Vertical cord tension in an elevator

[Robertoalva]

1. An elevator starts from rest with a constant upward acceleration and moves 1 m in the first 1.4 s. A passenger in the elevator is holding a 4.8 kg bundle at the end of a vertical cord. What is the tension in the cord as the elevator accelerates? The acceleration of gravity is 9.8 m/s^2.

Homework Equations

F=ma

The Attempt at a Solution

I did a body diagram and get to the conclusion that T=mg-a. to get the acceleration i first had to get the velocity in the first 1.4s. v=d/t= 1m/1.4s=.714m/s and then get the a=v/t=(.714m/s)/1.4s=.510m/s^2

please correct me if I'm wrong

 

[voko]

According your conclusion, the faster the acceleration upward, the lighter the bundle seems to the passenger. Does that look right to you?

 

[Robertoalva]

so i have to add the acceleration?

 

[voko]

No, you do not 'have' to. But you should use Newton's second law, which you have already written down: F = ma.

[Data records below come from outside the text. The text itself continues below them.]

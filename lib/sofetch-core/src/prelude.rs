//! Prelude module for convenient imports.
//!
//! ```ignore
//! use sofetch_core::prelude::*;
//! ```

pub use crate::{
    Body, BoxError, Credentials, Envelope, Error, FetchError, FetchResult, Headers, Interceptor,
    InterceptorChain, Method, RequestConfig, RequestOptions, Response, Result, Transport, map_fn,
    then_fn,
};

You know m, and know a. What is F?

 

[dreamLord]

Voko is taking care of the other part, so I'll just say that your procedure of calculating the acceleration of the elevator is incorrect. What you have done is found out the average velocity by dividing total distance upon total time, and then further average acceleration.

Use one of the kinematic equations which connect distance, acceleration and time.

 

[Robertoalva]

F=ma= (.51m/s^2)(4.8kg)= 4.448 N

 

[Robertoalva]

so, for getting the acceleration I use x= xi+vit+(1/2)at^2 and because i know that vi=0 and xi=0 then x=1/2at^2 ? and the v=d/t?

 

[voko]

F=ma= (.51m/s^2)(4.8kg)= 4.448 N

How does that help you find tension?

F is the sum of all the forces. What forces are there?

 

[Robertoalva]

a downward force F=mg and the upward force being F=ma, and the tension would be F=mg? right ? because that's the force applied downwards

 

[dreamLord]

so, for getting the acceleration I use x= xi+vit+(1/2)at^2 and because i know that vi=0 and xi=0 then x=1/2at^2 ? and the v=d/t?

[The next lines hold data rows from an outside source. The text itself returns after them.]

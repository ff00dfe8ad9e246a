//! The interceptor-driven client.

use std::sync::Arc;

use serde::de::DeserializeOwned;
use sofetch_core::{
    BoxError, Envelope, FetchError, FetchResult, Interceptor, Method, RequestConfig,
    RequestOptions, map_fn, parse_response, then_fn,
};
use tracing::{Instrument, debug, debug_span};

use crate::{
    Transport,
    config::{ClientOptions, RootUrl},
    transport::HyperTransport,
};

#[cfg(feature = "middleware-basic-auth")]
use crate::middleware::BasicAuth;
#[cfg(feature = "middleware-metrics")]
use crate::middleware::Metrics;
use crate::middleware::{BearerAuth, Logging};

// ============================================================================
// Client
// ============================================================================

/// HTTP client that runs every call through its interceptor chains.
///
/// `T` is the type JSON bodies decode into; `Tr` is the transport.
///
/// A call goes through these steps, strictly in order:
///
/// ```text
/// build descriptor → request interceptors → transport → parse
///                  → response interceptors → resolve / reject
/// ```
///
/// The client holds no per-call state. Clones share the same options, and
/// concurrent calls are independent.
///
/// # Example
///
/// ```ignore
/// use sofetch::prelude::*;
///
/// let client: Client = Client::builder()
///     .root_url("https://api.example.com")
///     .with_bearer_auth("my-token")
///     .build();
///
/// let user = client.get("/users/42", RequestOptions::new()).await?;
/// println!("{:?}", user.json());
/// ```
pub struct Client<T = serde_json::Value, Tr = HyperTransport> {
    transport: Tr,
    options: Arc<ClientOptions<T>>,
}

impl<T, Tr: Clone> Clone for Client<T, Tr> {
    fn clone(&self) -> Self {
        Self {
            transport: self.transport.clone(),
            options: Arc::clone(&self.options),
        }
    }
}

impl<T, Tr: std::fmt::Debug> std::fmt::Debug for Client<T, Tr> {
    fn fmt(&self, f: &mut std::fmt::Formatter<'_>) -> std::fmt::Result {
        f.debug_struct("Client")
            .field("transport", &self.transport)
            .field("options", &self.options)
            .finish()
    }
}

impl<T> Client<T, HyperTransport> {
    /// Client with default options over a [`HyperTransport`].
    #[must_use]
    pub fn new() -> Self {
        Self::with_options(ClientOptions::default(), HyperTransport::new())
    }

    /// Create a new client builder.
    #[must_use]
    pub fn builder() -> ClientBuilder<T> {
        ClientBuilder::default()
    }
}

impl<T> Default for Client<T, HyperTransport> {
    fn default() -> Self {
        Self::new()
    }
}

impl<T, Tr> Client<T, Tr> {
    /// Client from explicit options and transport.
    #[must_use]
    pub fn with_options(options: ClientOptions<T>, transport: Tr) -> Self {
        Self {
            transport,
            options: Arc::new(options),
        }
    }

    /// The client options.
    #[must_use]
    pub fn options(&self) -> &ClientOptions<T> {
        &self.options
    }

    /// The transport.
    #[must_use]
    pub fn transport(&self) -> &Tr {
        &self.transport
    }
}

impl<T, Tr> Client<T, Tr>
where
    T: DeserializeOwned + Send + 'static,
    Tr: Transport,
{
    /// Runs the request chain over a descriptor.
    ///
    /// # Errors
    ///
    /// Returns the first interceptor error.
    pub async fn apply_request_interceptors(
        &self,
        config: RequestConfig,
    ) -> Result<RequestConfig, BoxError> {
        self.options
            .request_interceptors
            .apply_request(config)
            .await
    }

    /// Attaches `config` to the envelope, then runs the response chain.
    ///
    /// # Errors
    ///
    /// Returns the first interceptor error.
    pub async fn apply_response_interceptors(
        &self,
        envelope: Envelope<T>,
        config: RequestConfig,
    ) -> Result<Envelope<T>, BoxError> {
        self.options
            .response_interceptors
            .apply_response(envelope, config)
            .await
    }

    /// Fetch `root_url + path`.
    ///
    /// Resolves with the final envelope, or rejects with:
    /// - [`FetchError::Status`] when the final envelope is flagged as an error,
    /// - [`FetchError::Transport`] when the transport fails,
    /// - [`FetchError::Interceptor`] when an interceptor fails.
    ///
    /// A path carried inside `options` is ignored; use [`Client::send`] for
    /// that form.
    ///
    /// # Errors
    ///
    /// See above.
    pub async fn fetch(&self, path: &str, options: RequestOptions) -> FetchResult<T> {
        let config = RequestConfig::build(&self.options.root_url.get(), path, options);
        self.execute(config).await
    }

    /// Fetch the path carried by `options` (an empty path when unset).
    ///
    /// # Errors
    ///
    /// Same as [`Client::fetch`].
    pub async fn send(&self, mut options: RequestOptions) -> FetchResult<T> {
        let path = options.take_url().unwrap_or_default();
        self.fetch(&path, options).await
    }

    async fn execute(&self, config: RequestConfig) -> FetchResult<T> {
        let span = debug_span!("fetch", method = %config.method(), url = %config.url());

        async move {
            let config = self
                .apply_request_interceptors(config)
                .await
                .map_err(FetchError::Interceptor)?;

            let response = self
                .transport
                .send(config.clone())
                .await
                .map_err(FetchError::Transport)?;

            let envelope = parse_response::<T>(response);
            let envelope = self
                .apply_response_interceptors(envelope, config)
                .await
                .map_err(FetchError::Interceptor)?;

            if envelope.is_error() {
                debug!(status = envelope.status(), "rejecting error envelope");
                Err(FetchError::Status(Box::new(envelope)))
            } else {
                Ok(envelope)
            }
        }
        .instrument(span)
        .await
    }

    // ========================================================================
    // Verb Helpers
    // ========================================================================

    /// `GET root_url + path`.
    ///
    /// # Errors
    ///
    /// Same as [`Client::fetch`].
    pub async fn get(&self, path: &str, options: RequestOptions) -> FetchResult<T> {
        self.fetch(path, options.method(Method::Get)).await
    }

    /// `POST` without a body. No `content-type` is added.
    ///
    /// # Errors
    ///
    /// Same as [`Client::fetch`].
    pub async fn post(&self, path: &str, options: RequestOptions) -> FetchResult<T> {
        self.fetch(path, options.method(Method::Post)).await
    }

    /// `POST` with `body` serialized as JSON.
    ///
    /// # Errors
    ///
    /// [`FetchError::Body`] if serialization fails, otherwise same as
    /// [`Client::fetch`].
    pub async fn post_json<B>(
        &self,
        path: &str,
        body: &B,
        options: RequestOptions,
    ) -> FetchResult<T>
    where
        B: serde::Serialize + ?Sized,
    {
        let options = with_json(options.method(Method::Post), body)?;
        self.fetch(path, options).await
    }

    /// `PUT` without a body. No `content-type` is added.
    ///
    /// # Errors
    ///
    /// Same as [`Client::fetch`].
    pub async fn put(&self, path: &str, options: RequestOptions) -> FetchResult<T> {
        self.fetch(path, options.method(Method::Put)).await
    }

    /// `PUT` with `body` serialized as JSON.
    ///
    /// # Errors
    ///
    /// [`FetchError::Body`] if serialization fails, otherwise same as
    /// [`Client::fetch`].
    pub async fn put_json<B>(
        &self,
        path: &str,
        body: &B,
        options: RequestOptions,
    ) -> FetchResult<T>
    where
        B: serde::Serialize + ?Sized,
    {
        let options = with_json(options.method(Method::Put), body)?;
        self.fetch(path, options).await
    }

    /// `PATCH` without a body. No `content-type` is added.
    ///
    /// # Errors
    ///
    /// Same as [`Client::fetch`].
    pub async fn patch(&self, path: &str, options: RequestOptions) -> FetchResult<T> {
        self.fetch(path, options.method(Method::Patch)).await
    }

    /// `PATCH` with `body` serialized as JSON.
    ///
    /// # Errors
    ///
    /// [`FetchError::Body`] if serialization fails, otherwise same as
    /// [`Client::fetch`].
    pub async fn patch_json<B>(
        &self,
        path: &str,
        body: &B,
        options: RequestOptions,
    ) -> FetchResult<T>
    where
        B: serde::Serialize + ?Sized,
    {
        let options = with_json(options.method(Method::Patch), body)?;
        self.fetch(path, options).await
    }

    /// `DELETE` without a body. No `content-type` is added.
    ///
    /// # Errors
    ///
    /// Same as [`Client::fetch`].
    pub async fn del(&self, path: &str, options: RequestOptions) -> FetchResult<T> {
        self.fetch(path, options.method(Method::Delete)).await
    }

    /// `DELETE` with `body` serialized as JSON.
    ///
    /// # Errors
    ///
    /// [`FetchError::Body`] if serialization fails, otherwise same as
    /// [`Client::fetch`].
    pub async fn del_json<B>(
        &self,
        path: &str,
        body: &B,
        options: RequestOptions,
    ) -> FetchResult<T>
    where
        B: serde::Serialize + ?Sized,
    {
        let options = with_json(options.method(Method::Delete), body)?;
        self.fetch(path, options).await
    }
}

fn with_json<T, B>(options: RequestOptions, body: &B) -> Result<RequestOptions, FetchError<T>>
where
    B: serde::Serialize + ?Sized,
{
    options.json(body).map_err(FetchError::Body)
}

// ============================================================================
// Builder
// ============================================================================

/// Builder for [`Client`].
///
/// Interceptors run in the order they are added, request and response chains
/// independently.
///
/// # Example
///
/// ```ignore
/// use sofetch::Client;
///
/// let client: Client = Client::builder()
///     .root_url("https://api.example.com")
///     .map_request(|mut config| {
///         config.headers_mut().insert("X-Client", "sofetch");
///         Ok(config)
///     })
///     .with_logging()
///     .build();
/// ```
pub struct ClientBuilder<T = serde_json::Value> {
    options: ClientOptions<T>,
}

impl<T> Default for ClientBuilder<T> {
    fn default() -> Self {
        Self {
            options: ClientOptions::default(),
        }
    }
}

impl<T> std::fmt::Debug for ClientBuilder<T> {
    fn fmt(&self, f: &mut std::fmt::Formatter<'_>) -> std::fmt::Result {
        f.debug_struct("ClientBuilder")
            .field("options", &self.options)
            .finish()
    }
}

impl<T: Send + 'static> ClientBuilder<T> {
    // ========================================================================
    // Core Configuration
    // ========================================================================

    /// Set the root URL: a fixed string, or a [`RootUrl`] accessor.
    #[must_use]
    pub fn root_url(mut self, root_url: impl Into<RootUrl>) -> Self {
        self.options.root_url = root_url.into();
        self
    }

    /// Set the root URL accessor from a closure.
    #[must_use]
    pub fn root_url_fn<F>(self, accessor: F) -> Self
    where
        F: Fn() -> String + Send + Sync + 'static,
    {
        self.root_url(RootUrl::from_fn(accessor))
    }

    // ========================================================================
    // Generic Interceptor API
    // ========================================================================

    /// Append a request interceptor.
    #[must_use]
    pub fn request_interceptor<I>(mut self, interceptor: I) -> Self
    where
        I: Interceptor<RequestConfig> + 'static,
    {
        self.options.request_interceptors.push(interceptor);
        self
    }

    /// Append a response interceptor.
    #[must_use]
    pub fn response_interceptor<I>(mut self, interceptor: I) -> Self
    where
        I: Interceptor<Envelope<T>> + 'static,
    {
        self.options.response_interceptors.push(interceptor);
        self
    }

    /// Append a synchronous request transform.
    #[must_use]
    pub fn map_request<F>(self, f: F) -> Self
    where
        F: Fn(RequestConfig) -> Result<RequestConfig, BoxError> + Send + Sync + 'static,
    {
        self.request_interceptor(map_fn(f))
    }

    /// Append an asynchronous request transform.
    #[must_use]
    pub fn then_request<F, Fut>(self, f: F) -> Self
    where
        F: Fn(RequestConfig) -> Fut + Send + Sync + 'static,
        Fut: Future<Output = Result<RequestConfig, BoxError>> + Send + 'static,
    {
        self.request_interceptor(then_fn(f))
    }

    /// Append a synchronous response transform.
    #[must_use]
    pub fn map_response<F>(self, f: F) -> Self
    where
        F: Fn(Envelope<T>) -> Result<Envelope<T>, BoxError> + Send + Sync + 'static,
    {
        self.response_interceptor(map_fn(f))
    }

    /// Append an asynchronous response transform.
    #[must_use]
    pub fn then_response<F, Fut>(self, f: F) -> Self
    where
        F: Fn(Envelope<T>) -> Fut + Send + Sync + 'static,
        Fut: Future<Output = Result<Envelope<T>, BoxError>> + Send + 'static,
    {
        self.response_interceptor(then_fn(f))
    }

    // ========================================================================
    // Built-in Interceptor Helpers
    // ========================================================================

    /// Add a bearer token to every request.
    #[must_use]
    pub fn with_bearer_auth(self, token: impl Into<String>) -> Self {
        self.request_interceptor(BearerAuth::new(token))
    }

    /// Add a bearer token read from `source` on every request.
    #[must_use]
    pub fn with_bearer_auth_fn<F>(self, source: F) -> Self
    where
        F: Fn() -> Option<String> + Send + Sync + 'static,
    {
        self.request_interceptor(BearerAuth::from_fn(source))
    }

    /// Add basic authentication to every request.
    #[cfg(feature = "middleware-basic-auth")]
    #[must_use]
    pub fn with_basic_auth(self, username: impl AsRef<str>, password: impl AsRef<str>) -> Self {
        self.request_interceptor(BasicAuth::new(username, password))
    }

    /// Log requests and responses at info level.
    ///
    /// The request is logged after the interceptors added so far, the
    /// response before the response interceptors added later.
    #[must_use]
    pub fn with_logging(self) -> Self {
        self.request_interceptor(Logging::new())
            .response_interceptor(Logging::new())
    }

    /// Log requests and responses at debug level, headers included.
    #[must_use]
    pub fn with_debug_logging(self) -> Self {
        self.request_interceptor(Logging::debug())
            .response_interceptor(Logging::debug())
    }

    /// Record response metrics.
    #[cfg(feature = "middleware-metrics")]
    #[must_use]
    pub fn with_metrics(self) -> Self {
        self.response_interceptor(Metrics::new())
    }

    // ========================================================================
    // Build
    // ========================================================================

    /// The options collected so far.
    #[must_use]
    pub fn into_options(self) -> ClientOptions<T> {
        self.options
    }

    /// Build a client over a [`HyperTransport`].
    #[must_use]
    pub fn build(self) -> Client<T, HyperTransport> {
        self.build_with(HyperTransport::new())
    }

    /// Build a client over a custom transport.
    #[must_use]
    pub fn build_with<Tr: Transport>(self, transport: Tr) -> Client<T, Tr> {
        Client::with_options(self.options, transport)
    }
}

Why do you need the velocity? The formula will give you the acceleration of the elevator.

 

[voko]

From the bundle's point of view, what forces are acting on it?

Please do not use one symbol for many different things.

 

[Robertoalva]

F_b=mg which is the downward force acting on the bundle a.k.a. the cord and F=ma which is the upward force acting by the elevator going up

 

[voko]

The bundle has no contact with the elevator. It cannot be acted upon by the elevator.

 

[Robertoalva]

but obviously there has to be 2 forces acting on the bundle, and i know for sure that one of those has to be "mg"

 

[voko]

That is correct. But what is the other force? What, except gravity, acts on the bundle?

 

[Robertoalva]

the tension of the rope? xD i always had difficulties with this kind of problems

 

[Robertoalva]

I think I understand now. The tension is one force acting on the bundle, and gravity is another right?

 

[voko]

Yes.

 

[Robertoalva]

ok then the total net force is F=ma and I suppose i have to substitute F by F[SUB/]b[SUB/]-T right?

 

[voko]

If you mean F = mg - T, then why not F = T - mg? How do you choose the right one?

 

[Robertoalva]

F[SUB/]b[SUB/]-T =mg tension is negative because gravity is a negative acceleration.

 

[voko]

I do not understand. Where did $F_b - T = mg$ come from? It makes no sense, anyway, because earlier you said $F_b = mg$, so your equation implies T = 0.

 

[Robertoalva]

well, a friend of mine already did the problem and he told me that he got it right, and he passed me the problem but I want to understand it it goes like this:

W=mg , F=ma so T-w=ma and to find a he uses the kinematic formula that i posted earlier.

 

[voko]

Do you understand the part before determining a? I would hope that by now you should :)

 

[Robertoalva]

because T and w are two opposing forces right?

 

[voko]

Yes they are. Tension can only be up in this case, and gravity is always down.